Your assignment -> Repeat the data below exactly. Include each line.

START Study material

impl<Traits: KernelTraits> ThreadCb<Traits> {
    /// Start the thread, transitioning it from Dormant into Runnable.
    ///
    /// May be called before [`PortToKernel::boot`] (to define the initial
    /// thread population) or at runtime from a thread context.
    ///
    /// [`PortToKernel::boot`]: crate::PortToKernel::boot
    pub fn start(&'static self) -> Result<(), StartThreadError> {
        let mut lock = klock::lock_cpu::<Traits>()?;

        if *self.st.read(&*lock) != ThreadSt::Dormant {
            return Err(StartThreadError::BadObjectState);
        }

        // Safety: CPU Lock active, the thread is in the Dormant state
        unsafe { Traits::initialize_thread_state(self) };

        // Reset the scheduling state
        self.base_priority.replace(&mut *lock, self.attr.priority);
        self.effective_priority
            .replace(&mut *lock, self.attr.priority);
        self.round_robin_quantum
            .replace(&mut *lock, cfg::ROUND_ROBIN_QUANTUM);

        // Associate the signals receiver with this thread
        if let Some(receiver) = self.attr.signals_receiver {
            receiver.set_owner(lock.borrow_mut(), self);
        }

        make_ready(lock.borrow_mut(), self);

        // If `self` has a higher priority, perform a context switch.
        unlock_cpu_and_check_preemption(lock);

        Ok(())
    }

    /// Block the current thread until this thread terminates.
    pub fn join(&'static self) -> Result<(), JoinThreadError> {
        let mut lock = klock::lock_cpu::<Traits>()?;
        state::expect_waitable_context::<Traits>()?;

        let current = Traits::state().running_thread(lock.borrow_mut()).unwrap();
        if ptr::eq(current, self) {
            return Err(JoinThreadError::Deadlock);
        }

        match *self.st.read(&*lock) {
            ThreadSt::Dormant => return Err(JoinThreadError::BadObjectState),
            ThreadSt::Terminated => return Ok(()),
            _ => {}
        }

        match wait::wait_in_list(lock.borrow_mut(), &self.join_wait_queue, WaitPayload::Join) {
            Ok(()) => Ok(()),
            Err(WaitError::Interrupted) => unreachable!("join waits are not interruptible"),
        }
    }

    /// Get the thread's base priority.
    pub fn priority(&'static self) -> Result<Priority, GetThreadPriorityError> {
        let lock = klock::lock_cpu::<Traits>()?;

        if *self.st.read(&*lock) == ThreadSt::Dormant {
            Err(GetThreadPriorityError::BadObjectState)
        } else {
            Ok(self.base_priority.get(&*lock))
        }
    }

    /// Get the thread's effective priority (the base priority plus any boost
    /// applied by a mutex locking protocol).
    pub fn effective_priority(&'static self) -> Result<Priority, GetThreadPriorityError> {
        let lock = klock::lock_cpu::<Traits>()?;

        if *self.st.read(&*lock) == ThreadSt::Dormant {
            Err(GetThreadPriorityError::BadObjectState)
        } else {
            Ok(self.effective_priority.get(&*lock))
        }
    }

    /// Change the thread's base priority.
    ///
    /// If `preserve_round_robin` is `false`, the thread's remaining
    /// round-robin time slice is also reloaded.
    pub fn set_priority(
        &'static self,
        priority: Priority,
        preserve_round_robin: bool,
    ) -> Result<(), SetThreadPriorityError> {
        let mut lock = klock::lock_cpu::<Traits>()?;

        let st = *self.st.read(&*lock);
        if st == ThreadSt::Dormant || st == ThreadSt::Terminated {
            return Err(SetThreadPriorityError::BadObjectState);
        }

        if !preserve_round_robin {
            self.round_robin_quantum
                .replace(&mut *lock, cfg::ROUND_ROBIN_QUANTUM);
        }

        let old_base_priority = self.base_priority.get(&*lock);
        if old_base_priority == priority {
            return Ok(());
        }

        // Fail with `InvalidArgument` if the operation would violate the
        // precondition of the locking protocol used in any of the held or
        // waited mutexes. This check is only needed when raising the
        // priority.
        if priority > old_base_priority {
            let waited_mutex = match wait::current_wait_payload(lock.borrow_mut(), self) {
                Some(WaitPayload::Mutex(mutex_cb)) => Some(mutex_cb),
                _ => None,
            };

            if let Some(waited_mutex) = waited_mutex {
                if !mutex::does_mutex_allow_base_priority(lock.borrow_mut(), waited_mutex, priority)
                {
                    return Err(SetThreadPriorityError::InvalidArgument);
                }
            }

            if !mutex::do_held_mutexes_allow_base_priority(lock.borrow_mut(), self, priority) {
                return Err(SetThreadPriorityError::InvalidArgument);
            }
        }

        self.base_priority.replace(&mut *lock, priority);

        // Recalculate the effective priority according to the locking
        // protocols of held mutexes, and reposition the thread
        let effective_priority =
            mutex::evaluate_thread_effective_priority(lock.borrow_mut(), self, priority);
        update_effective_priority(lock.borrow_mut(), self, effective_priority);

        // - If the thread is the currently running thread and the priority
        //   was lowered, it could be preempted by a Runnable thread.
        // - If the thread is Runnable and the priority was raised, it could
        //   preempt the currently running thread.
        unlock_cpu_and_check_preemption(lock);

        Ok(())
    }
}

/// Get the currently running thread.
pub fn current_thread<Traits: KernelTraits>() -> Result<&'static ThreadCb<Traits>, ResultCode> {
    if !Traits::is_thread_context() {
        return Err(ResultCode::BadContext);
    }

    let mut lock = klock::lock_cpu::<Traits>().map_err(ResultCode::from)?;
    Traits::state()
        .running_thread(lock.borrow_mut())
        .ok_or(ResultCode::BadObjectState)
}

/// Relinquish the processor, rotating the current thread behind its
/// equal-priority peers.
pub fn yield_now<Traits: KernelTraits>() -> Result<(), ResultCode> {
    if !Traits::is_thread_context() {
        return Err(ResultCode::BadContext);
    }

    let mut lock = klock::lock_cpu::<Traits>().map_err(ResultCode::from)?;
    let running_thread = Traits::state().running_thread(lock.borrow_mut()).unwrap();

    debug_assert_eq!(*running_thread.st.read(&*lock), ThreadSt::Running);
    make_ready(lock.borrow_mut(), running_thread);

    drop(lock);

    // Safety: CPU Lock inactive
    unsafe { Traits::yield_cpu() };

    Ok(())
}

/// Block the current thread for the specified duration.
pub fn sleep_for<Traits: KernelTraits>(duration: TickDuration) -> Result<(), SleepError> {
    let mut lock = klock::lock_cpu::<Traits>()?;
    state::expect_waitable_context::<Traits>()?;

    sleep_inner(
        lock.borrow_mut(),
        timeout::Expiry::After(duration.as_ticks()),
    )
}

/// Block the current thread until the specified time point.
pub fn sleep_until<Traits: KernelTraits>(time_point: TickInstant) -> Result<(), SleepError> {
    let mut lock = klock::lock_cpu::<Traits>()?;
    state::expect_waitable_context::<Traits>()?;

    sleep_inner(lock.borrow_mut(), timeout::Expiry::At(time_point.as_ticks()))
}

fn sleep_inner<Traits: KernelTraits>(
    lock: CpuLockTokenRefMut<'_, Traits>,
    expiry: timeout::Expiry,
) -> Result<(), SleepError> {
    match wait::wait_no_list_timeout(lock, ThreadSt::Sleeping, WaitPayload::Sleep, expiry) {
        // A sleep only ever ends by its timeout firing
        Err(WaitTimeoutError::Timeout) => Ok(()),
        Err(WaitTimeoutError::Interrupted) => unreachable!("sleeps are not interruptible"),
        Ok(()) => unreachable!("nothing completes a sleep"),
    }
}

END Study material

Task result ->
impl<Traits: KernelTraits> ThreadCb<Traits> {
    /// Start the thread, transitioning it from Dormant into Runnable.
    ///
    /// May be called before [`PortToKernel::boot`] (to define the initial
    /// thread population) or at runtime from a thread context.
    ///
    /// [`PortToKernel::boot`]: crate::PortToKernel::boot
    pub fn start(&'static self) -> Result<(), StartThreadError> {
        let mut lock = klock::lock_cpu::<Traits>()?;

        if *self.st.read(&*lock) != ThreadSt::Dormant {
            return Err(StartThreadError::BadObjectState);
        }

        // Safety: CPU Lock active, the thread is in the Dormant state
        unsafe { Traits::initialize_thread_state(self) };

        // Reset the scheduling state
        self.base_priority.replace(&mut *lock, self.attr.priority);
        self.effective_priority
            .replace(&mut *lock, self.attr.priority);
        self.round_robin_quantum
            .replace(&mut *lock, cfg::ROUND_ROBIN_QUANTUM);

        // Associate the signals receiver with this thread
        if let Some(receiver) = self.attr.signals_receiver {
            receiver.set_owner(lock.borrow_mut(), self);
        }

        make_ready(lock.borrow_mut(), self);

        // If `self` has a higher priority, perform a context switch.
        unlock_cpu_and_check_preemption(lock);

        Ok(())
    }

    /// Block the current thread until this thread terminates.
    pub fn join(&'static self) -> Result<(), JoinThreadError> {
        let mut lock = klock::lock_cpu::<Traits>()?;
        state::expect_waitable_context::<Traits>()?;

        let current = Traits::state().running_thread(lock.borrow_mut()).unwrap();
        if ptr::eq(current, self) {
            return Err(JoinThreadError::Deadlock);
        }

        match *self.st.read(&*lock) {
            ThreadSt::Dormant => return Err(JoinThreadError::BadObjectState),
            ThreadSt::Terminated => return Ok(()),
            _ => {}
        }

        match wait::wait_in_list(lock.borrow_mut(), &self.join_wait_queue, WaitPayload::Join) {
            Ok(()) => Ok(()),
            Err(WaitError::Interrupted) => unreachable!("join waits are not interruptible"),
        }
    }

    /// Get the thread's base priority.
    pub fn priority(&'static self) -> Result<Priority, GetThreadPriorityError> {
        let lock = klock::lock_cpu::<Traits>()?;

        if *self.st.read(&*lock) == ThreadSt::Dormant {
            Err(GetThreadPriorityError::BadObjectState)
        } else {
            Ok(self.base_priority.get(&*lock))
        }
    }

    /// Get the thread's effective priority (the base priority plus any boost
    /// applied by a mutex locking protocol).
    pub fn effective_priority(&'static self) -> Result<Priority, GetThreadPriorityError> {
        let lock = klock::lock_cpu::<Traits>()?;

        if *self.st.read(&*lock) == ThreadSt::Dormant {
            Err(GetThreadPriorityError::BadObjectState)
        } else {
            Ok(self.effective_priority.get(&*lock))
        }
    }

    /// Change the thread's base priority.
    ///
    /// If `preserve_round_robin` is `false`, the thread's remaining
    /// round-robin time slice is also reloaded.
    pub fn set_priority(
        &'static self,
        priority: Priority,
        preserve_round_robin: bool,
    ) -> Result<(), SetThreadPriorityError> {
        let mut lock = klock::lock_cpu::<Traits>()?;

        let st = *self.st.read(&*lock);
        if st == ThreadSt::Dormant || st == ThreadSt::Terminated {
            return Err(SetThreadPriorityError::BadObjectState);
        }

        if !preserve_round_robin {
            self.round_robin_quantum
                .replace(&mut *lock, cfg::ROUND_ROBIN_QUANTUM);
        }

        let old_base_priority = self.base_priority.get(&*lock);
        if old_base_priority == priority {
            return Ok(());
        }

        // Fail with `InvalidArgument` if the operation would violate the
        // precondition of the locking protocol used in any of the held or
        // waited mutexes. This check is only needed when raising the
        // priority.
        if priority > old_base_priority {
            let waited_mutex = match wait::current_wait_payload(lock.borrow_mut(), self) {
                Some(WaitPayload::Mutex(mutex_cb)) => Some(mutex_cb),
                _ => None,
            };

            if let Some(waited_mutex) = waited_mutex {
                if !mutex::does_mutex_allow_base_priority(lock.borrow_mut(), waited_mutex, priority)
                {
                    return Err(SetThreadPriorityError::InvalidArgument);
                }
            }

            if !mutex::do_held_mutexes_allow_base_priority(lock.borrow_mut(), self, priority) {
                return Err(SetThreadPriorityError::InvalidArgument);
            }
        }

        self.base_priority.replace(&mut *lock, priority);

        // Recalculate the effective priority according to the locking
        // protocols of held mutexes, and reposition the thread
        let effective_priority =
            mutex::evaluate_thread_effective_priority(lock.borrow_mut(), self, priority);
        update_effective_priority(lock.borrow_mut(), self, effective_priority);

        // - If the thread is the currently running thread and the priority
        //   was lowered, it could be preempted by a Runnable thread.
        // - If the thread is Runnable and the priority was raised, it could
        //   preempt the currently running thread.
        unlock_cpu_and_check_preemption(lock);

        Ok(())
    }
}

/// Get the currently running thread.
pub fn current_thread<Traits: KernelTraits>() -> Result<&'static ThreadCb<Traits>, ResultCode> {
    if !Traits::is_thread_context() {
        return Err(ResultCode::BadContext);
    }

    let mut lock = klock::lock_cpu::<Traits>().map_err(ResultCode::from)?;
    Traits::state()
        .running_thread(lock.borrow_mut())
        .ok_or(ResultCode::BadObjectState)
}

/// Relinquish the processor, rotating the current thread behind its
/// equal-priority peers.
pub fn yield_now<Traits: KernelTraits>() -> Result<(), ResultCode> {
    if !Traits::is_thread_context() {
        return Err(ResultCode::BadContext);
    }

    let mut lock = klock::lock_cpu::<Traits>().map_err(ResultCode::from)?;
    let running_thread = Traits::state().running_thread(lock.borrow_mut()).unwrap();

    debug_assert_eq!(*running_thread.st.read(&*lock), ThreadSt::Running);
    make_ready(lock.borrow_mut(), running_thread);

    drop(lock);

    // Safety: CPU Lock inactive
    unsafe { Traits::yield_cpu() };

    Ok(())
}

/// Block the current thread for the specified duration.
pub fn sleep_for<Traits: KernelTraits>(duration: TickDuration) -> Result<(), SleepError> {
    let mut lock = klock::lock_cpu::<Traits>()?;
    state::expect_waitable_context::<Traits>()?;

    sleep_inner(
        lock.borrow_mut(),
        timeout::Expiry::After(duration.as_ticks()),
    )
}

/// Block the current thread until the specified time point.
pub fn sleep_until<Traits: KernelTraits>(time_point: TickInstant) -> Result<(), SleepError> {
    let mut lock = klock::lock_cpu::<Traits>()?;
    state::expect_waitable_context::<Traits>()?;

    sleep_inner(lock.borrow_mut(), timeout::Expiry::At(time_point.as_ticks()))
}

fn sleep_inner<Traits: KernelTraits>(
    lock: CpuLockTokenRefMut<'_, Traits>,
    expiry: timeout::Expiry,
) -> Result<(), SleepError> {
    match wait::wait_no_list_timeout(lock, ThreadSt::Sleeping, WaitPayload::Sleep, expiry) {
        // A sleep only ever ends by its timeout firing
        Err(WaitTimeoutError::Timeout) => Ok(()),
        Err(WaitTimeoutError::Interrupted) => unreachable!("sleeps are not interruptible"),
        Ok(()) => unreachable!("nothing completes a sleep"),
    }
}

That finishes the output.